Segment Start: ENTRIES SUPPLIED

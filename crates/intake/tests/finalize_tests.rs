//! Integration tests for the intake facade: merge, verify, ingest.

use async_trait::async_trait;
use pressroom_core::{Checksum, MediaCategory, SessionId, UploadSession};
use pressroom_intake::{
    ChunkStore, IntakeError, MediaExpectations, MediaIntake, MergeLedger, SystemClock,
};
use pressroom_vault::{KeyMaterial, MediaStore, ReferenceVault};
use pressroom_verify::{DurationProbe, IntegrityVerifier, VerifyError, VerifyResult};
use std::path::Path;
use std::sync::Arc;
use time::Duration;

struct FixedProbe(f64);

#[async_trait]
impl DurationProbe for FixedProbe {
    async fn probe_seconds(&self, _path: &Path) -> VerifyResult<f64> {
        Ok(self.0)
    }
}

struct BrokenProbe;

#[async_trait]
impl DurationProbe for BrokenProbe {
    async fn probe_seconds(&self, _path: &Path) -> VerifyResult<f64> {
        Err(VerifyError::ProbeFailed("decoder crashed".to_string()))
    }
}

async fn intake_with_probe(dir: &tempfile::TempDir, probe: Arc<dyn DurationProbe>) -> MediaIntake {
    let ledger = Arc::new(MergeLedger::new(Duration::minutes(15), Arc::new(SystemClock)));
    let chunks = ChunkStore::new(dir.path().join("chunks"), ledger)
        .await
        .unwrap();
    let vault = ReferenceVault::new(KeyMaterial::from_secret("finalize-test-secret").unwrap());
    let media = MediaStore::new(dir.path().join("media"), vault)
        .await
        .unwrap();
    MediaIntake::new(chunks, IntegrityVerifier::new(probe), media)
}

async fn intake(dir: &tempfile::TempDir, probed_duration: f64) -> MediaIntake {
    intake_with_probe(dir, Arc::new(FixedProbe(probed_duration))).await
}

async fn upload(intake: &MediaIntake, parts: &[&[u8]]) -> SessionId {
    let session = UploadSession::new(
        SessionId::generate(),
        parts.len() as u32,
        "master.wav",
        Some(parts.iter().map(|p| p.len() as u64).sum()),
    )
    .unwrap();
    for (i, part) in parts.iter().enumerate() {
        intake
            .chunks()
            .put_chunk(&session, i as u32, part)
            .await
            .unwrap();
    }
    session.id
}

#[tokio::test]
async fn finalize_stores_verified_upload_behind_reference() {
    let dir = tempfile::tempdir().unwrap();
    let intake = intake(&dir, 180.5).await;
    let id = upload(&intake, &[b"front-", b"back"]).await;

    let expected = Checksum::compute(b"front-back").to_hex();
    let stored = intake
        .finalize_session(
            &id,
            &MediaExpectations {
                checksum: Some(expected),
                duration_seconds: Some(180.0),
                tolerance_seconds: 2.0,
                category: MediaCategory::Audio,
            },
        )
        .await
        .unwrap();

    assert_eq!(stored.size_bytes, 10);
    assert_eq!(stored.checksum, Checksum::compute(b"front-back"));
    assert!(ReferenceVault::is_wrapped(&stored.opaque_reference));

    let path = intake.media().resolve(&stored.opaque_reference).await.unwrap();
    assert_eq!(tokio::fs::read(&path).await.unwrap(), b"front-back");
}

#[tokio::test]
async fn finalize_rejects_checksum_mismatch_and_cleans_spool() {
    let dir = tempfile::tempdir().unwrap();
    let intake = intake(&dir, 180.0).await;
    let id = upload(&intake, &[b"corrupted bytes"]).await;

    let wrong = Checksum::compute(b"what was expected").to_hex();
    let err = intake
        .finalize_session(
            &id,
            &MediaExpectations {
                checksum: Some(wrong),
                duration_seconds: None,
                tolerance_seconds: 2.0,
                category: MediaCategory::Audio,
            },
        )
        .await
        .unwrap_err();

    match err {
        IntakeError::VerificationFailed { reasons } => {
            assert!(reasons.iter().any(|r| r.contains("checksum")));
        }
        other => panic!("expected VerificationFailed, got {other:?}"),
    }

    // Nothing left in the spool directory.
    let mut spool = tokio::fs::read_dir(dir.path().join("media").join("spool"))
        .await
        .unwrap();
    assert!(spool.next_entry().await.unwrap().is_none());
}

#[tokio::test]
async fn finalize_without_expectations_is_vacuous_pass() {
    let dir = tempfile::tempdir().unwrap();
    let intake = intake(&dir, 1.0).await;
    let id = upload(&intake, &[b"anything at all"]).await;

    let stored = intake
        .finalize_session(
            &id,
            &MediaExpectations {
                checksum: None,
                duration_seconds: None,
                tolerance_seconds: 2.0,
                category: MediaCategory::Document,
            },
        )
        .await
        .unwrap();
    assert_eq!(stored.category, MediaCategory::Document);
}

#[tokio::test]
async fn probe_fault_keeps_spool_and_is_retryable_without_reupload() {
    let dir = tempfile::tempdir().unwrap();
    let intake = intake_with_probe(&dir, Arc::new(BrokenProbe)).await;
    let id = upload(&intake, &[b"audio bytes"]).await;

    let expectations = MediaExpectations {
        checksum: None,
        duration_seconds: Some(180.0),
        tolerance_seconds: 2.0,
        category: MediaCategory::Audio,
    };
    let err = intake.finalize_session(&id, &expectations).await.unwrap_err();
    assert!(matches!(
        err,
        IntakeError::Verify(VerifyError::ProbeFailed(_))
    ));

    // The merged file survives the fault. The session directory is already
    // consumed, so a healthy probe must be able to finish from the spool.
    let mut spool_dir = tokio::fs::read_dir(dir.path().join("media").join("spool"))
        .await
        .unwrap();
    let staged = spool_dir.next_entry().await.unwrap().unwrap().path();
    assert!(spool_dir.next_entry().await.unwrap().is_none());

    let recovered = intake_with_probe(&dir, Arc::new(FixedProbe(180.5))).await;
    let stored = recovered
        .finalize_staged(&staged, "master.wav", &expectations)
        .await
        .unwrap();
    assert_eq!(stored.size_bytes, 11);

    let path = recovered
        .media()
        .resolve(&stored.opaque_reference)
        .await
        .unwrap();
    assert_eq!(tokio::fs::read(&path).await.unwrap(), b"audio bytes");
}

#[tokio::test]
async fn failed_merge_leaves_no_spool_behind() {
    let dir = tempfile::tempdir().unwrap();
    let intake = intake(&dir, 180.0).await;

    // Two chunks expected, only one sent.
    let session = UploadSession::new(SessionId::generate(), 2, "master.wav", None).unwrap();
    intake
        .chunks()
        .put_chunk(&session, 0, b"half")
        .await
        .unwrap();

    let err = intake
        .finalize_session(
            &session.id,
            &MediaExpectations {
                checksum: None,
                duration_seconds: None,
                tolerance_seconds: 2.0,
                category: MediaCategory::Audio,
            },
        )
        .await
        .unwrap_err();
    assert!(matches!(err, IntakeError::IncompleteUpload { .. }));

    let mut spool = tokio::fs::read_dir(dir.path().join("media").join("spool"))
        .await
        .unwrap();
    assert!(spool.next_entry().await.unwrap().is_none());
}

#[tokio::test]
async fn finalize_rejects_out_of_tolerance_duration() {
    let dir = tempfile::tempdir().unwrap();
    let intake = intake(&dir, 184.0).await;
    let id = upload(&intake, &[b"audio"]).await;

    let err = intake
        .finalize_session(
            &id,
            &MediaExpectations {
                checksum: None,
                duration_seconds: Some(180.0),
                tolerance_seconds: 2.0,
                category: MediaCategory::Audio,
            },
        )
        .await
        .unwrap_err();

    match err {
        IntakeError::VerificationFailed { reasons } => {
            assert!(reasons.iter().any(|r| r.contains("duration")));
            assert!(!reasons.iter().any(|r| r.contains("checksum")));
        }
        other => panic!("expected VerificationFailed, got {other:?}"),
    }
}
//! Assembler error types.

use thiserror::Error;

/// Errors raised while assembling a release package.
#[derive(Debug, Error)]
pub enum AssemblerError {
    /// The release manifest violates its contract.
    #[error(transparent)]
    Manifest(#[from] pressroom_core::Error),

    /// The assembly run was cancelled before archiving began.
    #[error("release assembly cancelled")]
    Cancelled,

    /// Disk or compression failure while building the container. Fatal to
    /// the release attempt; the working directory is still cleaned up.
    #[error("archive build failed: {0}")]
    ArchiveIo(String),

    #[error(transparent)]
    Vault(#[from] pressroom_vault::VaultError),

    #[error(transparent)]
    Verify(#[from] pressroom_verify::VerifyError),

    #[error("I/O error: {0}")]
    Io(#[from] std::io::Error),
}

pub type AssemblerResult<T> = Result<T, AssemblerError>;
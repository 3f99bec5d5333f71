//! Merge idempotency ledger.
//!
//! After a session merges, its directory is gone; a repeated merge call
//! would otherwise be indistinguishable from a session that never existed.
//! The ledger keeps a short-lived tombstone per merged session so the two
//! cases can be told apart. It is explicit, injected state with a bounded
//! TTL, never a hidden process-wide map.

use dashmap::DashMap;
use pressroom_core::SessionId;
use std::sync::Arc;
use time::{Duration, OffsetDateTime};

/// A source of time, injectable so tests can drive TTL expiry.
pub trait Clock: Send + Sync {
    fn now(&self) -> OffsetDateTime;
}

/// Wall-clock time.
pub struct SystemClock;

impl Clock for SystemClock {
    fn now(&self) -> OffsetDateTime {
        OffsetDateTime::now_utc()
    }
}

/// TTL-bounded record of successfully merged sessions.
pub struct MergeLedger {
    tombstones: DashMap<String, OffsetDateTime>,
    ttl: Duration,
    clock: Arc<dyn Clock>,
}

impl MergeLedger {
    /// Create a ledger with the given tombstone TTL.
    pub fn new(ttl: Duration, clock: Arc<dyn Clock>) -> Self {
        Self {
            tombstones: DashMap::new(),
            ttl,
            clock,
        }
    }

    /// Record that a session merged successfully.
    pub fn record(&self, session: &SessionId) {
        self.tombstones
            .insert(session.as_str().to_string(), self.clock.now());
        self.purge_expired();
    }

    /// Whether a session merged within the TTL window.
    pub fn was_merged(&self, session: &SessionId) -> bool {
        match self.tombstones.get(session.as_str()) {
            Some(entry) => self.clock.now() - *entry.value() <= self.ttl,
            None => false,
        }
    }

    /// Drop tombstones older than the TTL.
    pub fn purge_expired(&self) {
        let now = self.clock.now();
        let ttl = self.ttl;
        self.tombstones.retain(|_, merged_at| now - *merged_at <= ttl);
    }

    /// Number of live tombstones.
    pub fn len(&self) -> usize {
        self.tombstones.len()
    }

    /// Whether the ledger holds no tombstones.
    pub fn is_empty(&self) -> bool {
        self.tombstones.is_empty()
    }
}

#[cfg(test)]
mod tests {
    use super::*;
    use std::sync::Mutex;

    /// Manually advanced clock.
    struct FakeClock(Mutex<OffsetDateTime>);

    impl FakeClock {
        fn new() -> Arc<Self> {
            Arc::new(Self(Mutex::new(OffsetDateTime::UNIX_EPOCH)))
        }

        fn advance(&self, by: Duration) {
            let mut now = self.0.lock().unwrap();
            *now += by;
        }
    }

    impl Clock for FakeClock {
        fn now(&self) -> OffsetDateTime {
            *self.0.lock().unwrap()
        }
    }

    #[test]
    fn test_tombstone_lives_within_ttl() {
        let clock = FakeClock::new();
        let ledger = MergeLedger::new(Duration::minutes(15), clock.clone());
        let id = SessionId::generate();

        assert!(!ledger.was_merged(&id));
        ledger.record(&id);
        assert!(ledger.was_merged(&id));

        clock.advance(Duration::minutes(14));
        assert!(ledger.was_merged(&id));
    }

    #[test]
    fn test_tombstone_expires_after_ttl() {
        let clock = FakeClock::new();
        let ledger = MergeLedger::new(Duration::minutes(15), clock.clone());
        let id = SessionId::generate();

        ledger.record(&id);
        clock.advance(Duration::minutes(16));
        assert!(!ledger.was_merged(&id));

        ledger.purge_expired();
        assert!(ledger.is_empty());
    }

    #[test]
    fn test_record_purges_expired_entries() {
        let clock = FakeClock::new();
        let ledger = MergeLedger::new(Duration::minutes(15), clock.clone());
        let old = SessionId::generate();

        ledger.record(&old);
        clock.advance(Duration::minutes(30));
        ledger.record(&SessionId::generate());
        assert_eq!(ledger.len(), 1);
    }
}
//! Streaming checksum computation.

use crate::error::VerifyResult;
use pressroom_core::Checksum;
use std::path::Path;
use tokio::fs::File;
use tokio::io::AsyncReadExt;

/// Read buffer size for streaming checksum computation (64 KiB).
///
/// Source files run to hundreds of megabytes; the whole file is never held
/// in memory.
const READ_BUF_SIZE: usize = 64 * 1024;

/// Compute the checksum of a file by streaming it once.
pub async fn compute_checksum(path: &Path) -> VerifyResult<Checksum> {
    let mut file = File::open(path).await?;
    let mut hasher = Checksum::hasher();
    let mut buf = vec![0u8; READ_BUF_SIZE];
    loop {
        let n = file.read(&mut buf).await?;
        if n == 0 {
            break;
        }
        hasher.update(&buf[..n]);
    }
    Ok(hasher.finalize())
}

/// Verify a file against an expected hex checksum.
///
/// An absent or empty expectation is a vacuous pass: no stored checksum
/// means there is nothing to check against. Comparison ignores case.
pub async fn verify_checksum(path: &Path, expected: Option<&str>) -> VerifyResult<bool> {
    let expected = match expected {
        Some(e) if !e.trim().is_empty() => e,
        _ => return Ok(true),
    };
    let actual = compute_checksum(path).await?;
    Ok(actual.matches_hex(expected))
}
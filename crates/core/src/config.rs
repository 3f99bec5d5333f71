//! Configuration types shared across crates.

use figment::providers::{Env, Format, Toml};
use figment::Figment;
use serde::{Deserialize, Serialize};
use std::path::{Path, PathBuf};

/// Chunk intake configuration.
#[derive(Clone, Debug, Serialize, Deserialize)]
pub struct IntakeConfig {
    /// Root directory for in-flight upload session directories.
    pub chunk_root: PathBuf,
    /// Retention window for abandoned sessions in seconds. Sessions older
    /// than this are reported by the stale-session scan; the sweep itself
    /// is an external scheduler's job.
    #[serde(default = "default_session_retention_secs")]
    pub session_retention_secs: u64,
    /// How long a merge tombstone is kept, in seconds. Within this window a
    /// repeat merge is reported as already-merged rather than not-found.
    #[serde(default = "default_merge_ledger_ttl_secs")]
    pub merge_ledger_ttl_secs: u64,
}

/// Integrity verification configuration.
#[derive(Clone, Debug, Serialize, Deserialize)]
pub struct VerifyConfig {
    /// Media probe binary (ffprobe or compatible).
    #[serde(default = "default_probe_binary")]
    pub probe_binary: String,
    /// Probe timeout in seconds. A probe that exceeds this is treated as
    /// failed, never allowed to hang a release.
    #[serde(default = "default_probe_timeout_secs")]
    pub probe_timeout_secs: u64,
    /// Default duration tolerance in seconds.
    #[serde(default = "default_duration_tolerance_secs")]
    pub duration_tolerance_secs: f64,
}

/// Key material source for the reference vault.
///
/// The secret is read once at startup; the vault derives its cipher and
/// legacy keys from it and never re-reads.
#[derive(Clone, Debug, Serialize, Deserialize)]
#[serde(tag = "source", rename_all = "lowercase")]
pub enum KeyMaterialConfig {
    /// Read the secret from a file.
    File { path: PathBuf },
    /// Read the secret from an environment variable.
    Env { var: String },
    /// Inline secret. Not recommended outside tests.
    Value { secret: String },
}

/// Reference vault configuration.
#[derive(Clone, Debug, Serialize, Deserialize)]
pub struct VaultConfig {
    /// Root directory for verified media, split by category.
    pub media_root: PathBuf,
    /// Key material for reference wrapping.
    pub key: KeyMaterialConfig,
}

/// Release assembler configuration.
#[derive(Clone, Debug, Serialize, Deserialize)]
pub struct AssemblerConfig {
    /// Root directory for per-release working directories.
    pub work_root: PathBuf,
    /// Grace delay before a delivered working directory is deleted, in
    /// seconds. In-flight reads of the container must not race the delete.
    #[serde(default = "default_cleanup_grace_secs")]
    pub cleanup_grace_secs: u64,
}

/// Top-level application configuration.
#[derive(Clone, Debug, Serialize, Deserialize)]
pub struct AppConfig {
    pub intake: IntakeConfig,
    pub verify: VerifyConfig,
    pub vault: VaultConfig,
    pub assembler: AssemblerConfig,
}

impl AppConfig {
    /// Load configuration from an optional TOML file merged with
    /// `PRESSROOM_`-prefixed environment variables (`__` as separator).
    pub fn load(config_path: Option<&Path>) -> crate::Result<Self> {
        let mut figment = Figment::new();
        if let Some(path) = config_path {
            figment = figment.merge(Toml::file(path));
        }
        figment
            .merge(Env::prefixed("PRESSROOM_").split("__"))
            .extract()
            .map_err(|e| crate::Error::Config(e.to_string()))
    }

    /// Create a test configuration rooted under the given directory.
    ///
    /// **For testing only.** Uses an inline secret and short grace delays.
    pub fn for_testing(root: &Path) -> Self {
        Self {
            intake: IntakeConfig {
                chunk_root: root.join("chunks"),
                session_retention_secs: 3600,
                merge_ledger_ttl_secs: 60,
            },
            verify: VerifyConfig {
                probe_binary: default_probe_binary(),
                probe_timeout_secs: 5,
                duration_tolerance_secs: default_duration_tolerance_secs(),
            },
            vault: VaultConfig {
                media_root: root.join("media"),
                key: KeyMaterialConfig::Value {
                    secret: "test-vault-secret".to_string(),
                },
            },
            assembler: AssemblerConfig {
                work_root: root.join("work"),
                cleanup_grace_secs: 0,
            },
        }
    }
}

fn default_session_retention_secs() -> u64 {
    86400 // 24 hours
}

fn default_merge_ledger_ttl_secs() -> u64 {
    900 // 15 minutes
}

fn default_probe_binary() -> String {
    "ffprobe".to_string()
}

fn default_probe_timeout_secs() -> u64 {
    30
}

fn default_duration_tolerance_secs() -> f64 {
    crate::DEFAULT_DURATION_TOLERANCE_SECS
}

fn default_cleanup_grace_secs() -> u64 {
    30
}

#[cfg(test)]
mod tests {
    use super::*;

    #[test]
    fn test_for_testing_roots_under_dir() {
        let config = AppConfig::for_testing(Path::new("/tmp/pressroom-test"));
        assert!(config.intake.chunk_root.starts_with("/tmp/pressroom-test"));
        assert!(config.vault.media_root.starts_with("/tmp/pressroom-test"));
    }

    #[test]
    fn test_load_from_toml() {
        let dir = tempfile::tempdir().unwrap();
        let path = dir.path().join("pressroom.toml");
        std::fs::write(
            &path,
            r#"
[intake]
chunk_root = "/var/lib/pressroom/chunks"

[verify]
probe_timeout_secs = 10

[vault]
media_root = "/var/lib/pressroom/media"
key = { source = "env", var = "PRESSROOM_SECRET" }

[assembler]
work_root = "/var/lib/pressroom/work"
"#,
        )
        .unwrap();

        let config = AppConfig::load(Some(&path)).unwrap();
        assert_eq!(config.verify.probe_timeout_secs, 10);
        assert_eq!(config.intake.session_retention_secs, 86400);
        assert!(matches!(config.vault.key, KeyMaterialConfig::Env { .. }));
    }
}
//! Token format classification.
//!
//! Four generations of reference tokens coexist in storage. None of them
//! recorded a version field, so classification goes by structural shape:
//! prefix markers, character classes, and fixed-width separators.

/// Marker prefix for the length-bounded fallback encoding.
pub const FALLBACK_PREFIX: char = '~';

/// Length of the base64url-encoded nonce segment in modern tokens
/// (12 nonce bytes encode to exactly 16 chars without padding).
pub const MODERN_NONCE_LEN: usize = 16;

/// The structural format of a stored reference value.
#[derive(Clone, Copy, Debug, PartialEq, Eq)]
pub enum TokenFormat {
    /// AES-GCM encoding: `<16 base64url chars> "." <base64url payload>`.
    Modern,
    /// Keyed-XOR fallback used when the modern token would overflow the
    /// storage column: `~<base64url payload>`.
    LengthBoundedFallback,
    /// Oldest keyed format: even-length uppercase hex, one byte per path
    /// character.
    LegacyFixedWidth,
    /// An ordinary, unencoded path. Unwrapping is the identity function.
    Plain,
}

fn is_base64url_char(c: char) -> bool {
    c.is_ascii_alphanumeric() || c == '-' || c == '_'
}

fn is_base64url(s: &str) -> bool {
    !s.is_empty() && s.chars().all(is_base64url_char)
}

impl TokenFormat {
    /// Classify a stored value by structural shape.
    ///
    /// Ordinary paths contain separators; wrapped tokens by construction do
    /// not, so anything holding `/` or `\` is immediately plain. Values
    /// matching no known shape are also treated as plain: returning the
    /// input unchanged is cheaper than breaking access to an old file.
    pub fn classify(value: &str) -> Self {
        if value.is_empty() || value.contains('/') || value.contains('\\') {
            return Self::Plain;
        }

        if let Some(body) = value.strip_prefix(FALLBACK_PREFIX) {
            if is_base64url(body) {
                return Self::LengthBoundedFallback;
            }
            return Self::Plain;
        }

        if let Some((nonce, payload)) = value.split_once('.') {
            if nonce.len() == MODERN_NONCE_LEN
                && is_base64url(nonce)
                && is_base64url(payload)
                && !payload.contains('.')
            {
                return Self::Modern;
            }
            return Self::Plain;
        }

        if value.len() >= 2
            && value.len() % 2 == 0
            && value
                .chars()
                .all(|c| c.is_ascii_digit() || ('A'..='F').contains(&c))
        {
            return Self::LegacyFixedWidth;
        }

        Self::Plain
    }

    /// Best-effort check for whether a value is a wrapped reference.
    ///
    /// Never classifies a value containing a path separator as wrapped.
    pub fn is_wrapped(value: &str) -> bool {
        Self::classify(value) != Self::Plain
    }
}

Segment End: ENTRIES SUPPLIED

TASK TO CARRY OUT:
Taking the material above, extract exactly and only the lines from the line with "expected hex checksum." to the line with "the sweep itself", inclusive of both.

PROBLEM SOLUTION:
/// Verify a file against an expected hex checksum.
///
/// An absent or empty expectation is a vacuous pass: no stored checksum
/// means there is nothing to check against. Comparison ignores case.
pub async fn verify_checksum(path: &Path, expected: Option<&str>) -> VerifyResult<bool> {
    let expected = match expected {
        Some(e) if !e.trim().is_empty() => e,
        _ => return Ok(true),
    };
    let actual = compute_checksum(path).await?;
    Ok(actual.matches_hex(expected))
}
filename crates/core/src/config.rs
repository 3f99bec5d5333f71
//! Configuration types shared across crates.

use figment::providers::{Env, Format, Toml};
use figment::Figment;
use serde::{Deserialize, Serialize};
use std::path::{Path, PathBuf};

/// Chunk intake configuration.
#[derive(Clone, Debug, Serialize, Deserialize)]
pub struct IntakeConfig {
    /// Root directory for in-flight upload session directories.
    pub chunk_root: PathBuf,
    /// Retention window for abandoned sessions in seconds. Sessions older
    /// than this are reported by the stale-session scan; the sweep itself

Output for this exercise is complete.